The deteriorating global economy, meanwhile, had already struck across Latin America, which is now morphing into the frontline of the battle against COVID-19 itself. Juggling curve-flattening with economic stimulus has proven especially daunting for Latin America, where approximately 55% of workers are in the informal economy, according to the World Economic Forum, and where crowded metropolitan areas have made social distancing nearly impossible. In India and other developing countries, the challenges are similar. This begs the question: what will happen to developing countries suffering under COVID-19 for a prolonged period in the absence of the safety net? How will trade and investment change and reshape their economies? We may find out sooner and in more devastatingly detail than anyone would like to imagine. Meanwhile, protests against racism, injustice and police brutality brought thousands, maybe millions, of people together, a unifying experience in defiance of social distancing. People flooded American streets in solidarity and voiced their anger over the killing of George Floyd. Profoundly, the protests took place on three additional continents and in capital cities including Berlin, Paris, London, Sydney, Seoul, and Tokyo.

COVID-19 restrictions may have made our universe feel small when confined to our homes and neighborhoods, but the protests remind us that globalization is not merely an economic phenomenon. Its flattening effect is intensified through social media and other forms of communication, which alerted likeminded global citizens to take to the streets as they shirked off fears of infection.

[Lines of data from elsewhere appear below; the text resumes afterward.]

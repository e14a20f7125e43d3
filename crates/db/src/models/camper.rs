//! Camper entity model, DTOs and response views.

use camp_core::rules::{MAX_CAMPER_AGE, MIN_CAMPER_AGE, MIN_NAME_LEN};
use camp_core::types::{DbId, Timestamp};
use serde::{Deserialize, Serialize};
use sqlx::FromRow;
use validator::Validate;

use crate::models::signup::CamperSignup;

/// A camper row from the `campers` table.
#[derive(Debug, Clone, FromRow)]
pub struct Camper {
    pub id: DbId,
    pub name: String,
    pub age: i32,
    pub created_at: Timestamp,
    pub updated_at: Timestamp,
}

/// DTO for creating a new camper. Every field is required.
#[derive(Debug, Clone, Deserialize, Validate)]
#[serde(deny_unknown_fields)]
pub struct CreateCamper {
    #[validate(length(min = MIN_NAME_LEN))]
    pub name: String,
    #[validate(range(min = MIN_CAMPER_AGE, max = MAX_CAMPER_AGE))]
    pub age: i32,
}

/// DTO for a partial camper update.
///
/// Only the fields listed here may be changed; anything else in the body
/// is rejected during deserialization. `null` is treated as absent.
#[derive(Debug, Clone, Default, Deserialize, Validate)]
#[serde(deny_unknown_fields)]
pub struct UpdateCamper {
    #[validate(length(min = MIN_NAME_LEN))]
    pub name: Option<String>,
    #[validate(range(min = MIN_CAMPER_AGE, max = MAX_CAMPER_AGE))]
    pub age: Option<i32>,
}

/// Camper without its signups. Used by list, create and update responses
/// and wherever a camper is embedded in another record.
#[derive(Debug, Clone, PartialEq, Serialize)]
pub struct CamperSummary {
    pub id: DbId,
    pub name: String,
    pub age: i32,
}

impl From<Camper> for CamperSummary {
    fn from(camper: Camper) -> Self {
        Self {
            id: camper.id,
            name: camper.name,
            age: camper.age,
        }
    }
}

/// Camper with its signups, each carrying the activity it points at.
#[derive(Debug, Clone, PartialEq, Serialize)]
pub struct CamperDetail {
    pub id: DbId,
    pub name: String,
    pub age: i32,
    pub signups: Vec<CamperSignup>,
}

impl CamperDetail {
    pub fn new(camper: Camper, signups: Vec<CamperSignup>) -> Self {
        Self {
            id: camper.id,
            name: camper.name,
            age: camper.age,
            signups,
        }
    }
}

#[cfg(test)]
mod tests {
    use super::*;

    fn create(body: serde_json::Value) -> Result<CreateCamper, serde_json::Error> {
        serde_json::from_value(body)
    }

    #[test]
    fn age_bounds_are_inclusive() {
        for age in [MIN_CAMPER_AGE, MAX_CAMPER_AGE] {
            let input = create(serde_json::json!({"name": "Ana", "age": age})).unwrap();
            assert!(input.validate().is_ok(), "age {age} should be accepted");
        }
    }

    #[test]
    fn rejects_age_outside_bounds() {
        for age in [MIN_CAMPER_AGE - 1, MAX_CAMPER_AGE + 1] {
            let input = create(serde_json::json!({"name": "Ana", "age": age})).unwrap();
            assert!(input.validate().is_err(), "age {age} should be rejected");
        }
    }

    #[test]
    fn rejects_empty_name() {
        let input = create(serde_json::json!({"name": "", "age": 10})).unwrap();
        assert!(input.validate().is_err());
    }

    #[test]
    fn rejects_unknown_fields() {
        assert!(create(serde_json::json!({"name": "Ana", "age": 10, "id": 3})).is_err());
    }

    #[test]
    fn rejects_missing_fields() {
        assert!(create(serde_json::json!({"name": "Ana"})).is_err());
    }

    #[test]
    fn update_skips_absent_fields() {
        let input: UpdateCamper = serde_json::from_value(serde_json::json!({"name": "Bo"})).unwrap();
        assert_eq!(input.name.as_deref(), Some("Bo"));
        assert!(input.age.is_none());
        assert!(input.validate().is_ok());
    }

    #[test]
    fn update_validates_supplied_age() {
        let input: UpdateCamper = serde_json::from_value(serde_json::json!({"age": 19})).unwrap();
        assert!(input.validate().is_err());
    }

    #[test]
    fn update_rejects_unknown_fields() {
        let result: Result<UpdateCamper, _> =
            serde_json::from_value(serde_json::json!({"nickname": "B"}));
        assert!(result.is_err());
    }
}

Globalization is multidimensional, with each dimension moving at different speeds. Localization and regionalization may come to replace the 20th-century conception of economic globalization faster than we may expect. This would mean wide-reaching and difficult-to- reverse changes to the infrastructure and public perception of such disparate sectors as leisure

travel, trade, and services. Whether these changes will become apparent in ten weeks or ten months, no one knows for sure.

Globalized means of communications, however, are unlikely to be slowed by a virus or trade collapse. They have permanently shrunk time and space, making us continuously aware of the achievements and struggles of others across the world, especially when an event, that is both painfully common and tragic, unite us.